Here's some of the symptoms that go along with Sjogren's:

*Dry eyes sometime having a sandy or gritty feeling in them
*Dry mouth even after drinking water
*Difficulty chewing or swallowing
*Sore or dry throat
*Sore, burning or cracked tongue and/or lips
*Dry nasal passages
*Joint pain
*Digestive problems
*Extremely dry skin, sometimes itchy and even cracking open
*Loss of difference in sense of taste
*Fatigue
*Dental decay even if caring for your teeth correctly

There are many different ways to treat or minimize these symptoms. Different doctors will be involved with your care. If you are diagnosed with Sjogren's or even Sicca (dryness) it is very important to let all of your doctors know about this.

Some prescriptions or over the counter meds can worsen your symptoms. You may need to make some changes in your diet too. Although there isn't a cure there are ways to make you feel more comfortable. Be sure to tell your doctors about what's bothering you instead of suffering in silence.

Governor Charlie Crist signed a proclamation observing April as Sjogren's Awareness Month in the state of Florida on March 29, 2007.

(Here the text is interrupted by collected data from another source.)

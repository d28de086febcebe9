//! Canonical-prefix traversal guard.
//!
//! Every path computed from caller input, whether a `workspace_ref` arriving
//! over HTTP or a relative path passed to a tool primitive, goes through
//! [`resolve_under`] before any I/O. The check has to work for paths that do
//! not exist yet (`write_file` targets, workspaces about to be cloned), so it
//! canonicalizes the deepest existing ancestor and normalizes the remainder
//! lexically.

use std::path::{Component, Path, PathBuf};

/// Resolve `candidate` against `root` and prove the result stays inside.
///
/// `root` must already be canonical (see [`std::fs::canonicalize`]); callers
/// canonicalize it once when they bind to it. A relative `candidate` is
/// joined onto `root`; an absolute one is taken as-is, which lets fragments
/// pass absolute workspace paths and still be checked.
///
/// Returns the resolved path, or `None` when it escapes `root`.
pub(crate) fn resolve_under(root: &Path, candidate: &Path) -> Option<PathBuf> {
    let joined = if candidate.is_absolute() {
        candidate.to_path_buf()
    } else {
        root.join(candidate)
    };

    let resolved = canonicalize_existing_prefix(&joined);
    if resolved.starts_with(root) {
        Some(resolved)
    } else {
        None
    }
}

/// Canonicalize the deepest existing ancestor of `path`, then re-append the
/// non-existing tail (normalized lexically, so `..` in the tail cannot sneak
/// past the prefix check).
fn canonicalize_existing_prefix(path: &Path) -> PathBuf {
    let normalized = normalize_lexically(path);
    let mut existing = normalized.as_path();
    let mut tail = Vec::new();
    loop {
        if let Ok(canonical) = existing.canonicalize() {
            let mut out = canonical;
            for part in tail.iter().rev() {
                out.push(part);
            }
            return out;
        }
        match (existing.parent(), existing.file_name()) {
            (Some(parent), Some(name)) => {
                tail.push(name.to_os_string());
                existing = parent;
            }
            // Ran out of parents without hitting an existing directory;
            // fall back to the lexical form.
            _ => return normalized,
        }
    }
}

/// Collapse `.` and `..` components without touching the filesystem.
///
/// A `..` that would climb above the first component is kept, so the caller's
/// prefix check still rejects it.
fn normalize_lexically(path: &Path) -> PathBuf {
    let mut out = PathBuf::new();
    for component in path.components() {
        match component {
            Component::CurDir => {}
            Component::ParentDir => {
                if !out.pop() {
                    out.push("..");
                }
            }
            other => out.push(other.as_os_str()),
        }
    }
    out
}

A note about Sjögren's Syndrome Awareness Month from the CEO of the Sjögren's Syndrome Foundation:

April is Sjögren's Syndrome Awareness Month and each year the Foundation chooses a theme and focus for our national awareness campaign. This year, our theme is Research - Our Hope for the Future.

The awareness campaign is simple: we are asking each member of the Foundation to consider mailing informational letters we provide you to six of your friends and/or family members. By doing this, you will be helping to increase knowledge about Sjögren's syndrome, as well as helping the Foundation to make Sjögren's syndrome a household name.

If you are already a member of the Foundation, then in April you will receive a Research - Our Hope for the Future kit in the mail. This kit will contain six letters for you to send to family and friends that will educate them on Sjögren's syndrome, and focus on Sjögren's syndrome research. It will also ask the recipient to consider making a gift to the Sjögren's Syndrome Foundation. But remember, whether or not they give a gift, the most important part is that we are educating people on Sjögren's syndrome.

What is unique about this year's awareness campaign is that it is focusing on research and the need for more funding. With this in mind, and as a way to recognize your efforts in helping us, we are awarding one of you a 2009 Student Research Fellowship named in your honor! (i.e. "The Mary Smith 2009 Student Fellowship")

All you have to do is mail all six letters and then send us the Summary Report letting us know that you helped to increase awareness, and you will have a chance at winning a grant named in your honor. Detailed information and instructions for entry will be included in the awareness kit you will receive in early April.

If you have any questions about our campaign please do not hesitate to contact the Foundation office at 800- 475-6473. All members of the SSF should receive their kit in the mail. If you have not received your kit by the beginning of April, or if you are not a member but would like to help raise awareness, contact the Foundation office.

Good luck and remember that it is critical all of us help spread the word about Sjögren's syndrome. Together, we will make Sjögren's a household name!

Sincerely,

Steven Taylore's signature
Steven Taylor
Chief Executive Officer

People with Sjogren's often have sensitive eyes especially out in the sun. Wearing sunglasses with good UV protection is important.